Response to audits conducted by the Office of the Auditor General of Canada (including audits conducted by the Commissioner of the Environment and Sustainable Development)
Report 2, Fall 2018 - Commissioner of the Environment and Sustainable Development - Departmental Progress in Implementing Sustainable Development Strategies
Objective: The objectives of this audit were to determine whether federal departments and agencies:
- Had adequately applied the Cabinet Directive on the Environmental Assessment of Policy, Plan and Program Proposals and its related guidelines to policy, plan, and program proposals submitted for approval to Cabinet, including the Treasury Board; and
- Had adequately met their commitments to strengthening their strategic environmental assessment practices as outlined in their departmental sustainable development strategies, the Federal Sustainable Development Strategy, and departmental responses to recommendations from past audits by the Commissioner of the Environment and Sustainable Development.

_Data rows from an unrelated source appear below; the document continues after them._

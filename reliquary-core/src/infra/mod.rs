//! Adapters for the ports in [`crate::ports`].

mod characterizer;
mod local_staging;
pub mod memory;
mod virus;

pub use characterizer::BasicCharacterizer;
pub use local_staging::LocalStagingArea;
pub use virus::{EICAR_SIGNATURE, SignatureScanner};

For the purpose of this objective, "adequately" is defined as completed in a manner that meets the stated objectives of each departmental or agency commitment and the stated requirements of the Cabinet directive and its related guidelines.
The Report was tabled on October 2, 2018.
Report 4, Fall 2018 - Environmental Petitions Annual Report
Focus: This Report informs Parliament and Canadians about the number, nature, and status of petitions and responses received between 1 July 2017 and 30 June 2018.
The Report was tabled on October 2, 2018.
Response to audits conducted by the Public Service Commission of Canada or the Office of the Commissioner of Official Languages (OCOL)
Results of the System-Wide Staffing Audit
- Final report - Integrity of the Federal Public Service Staffing System
Objective: The objectives of the System-Wide Staffing Audit were:
- To determine progress on implementing the New Direction in Staffing requirements;
- To assess adherence to the Public Service Employment Act and other applicable statutes, the Appointment Policy, and the Appointment Delegation and Accountability Instrument; and,
- To gauge stakeholders' awareness and understanding of New Direction in Staffing requirements as well as their roles and responsibilities.
The following Report was published in December 11, 2018.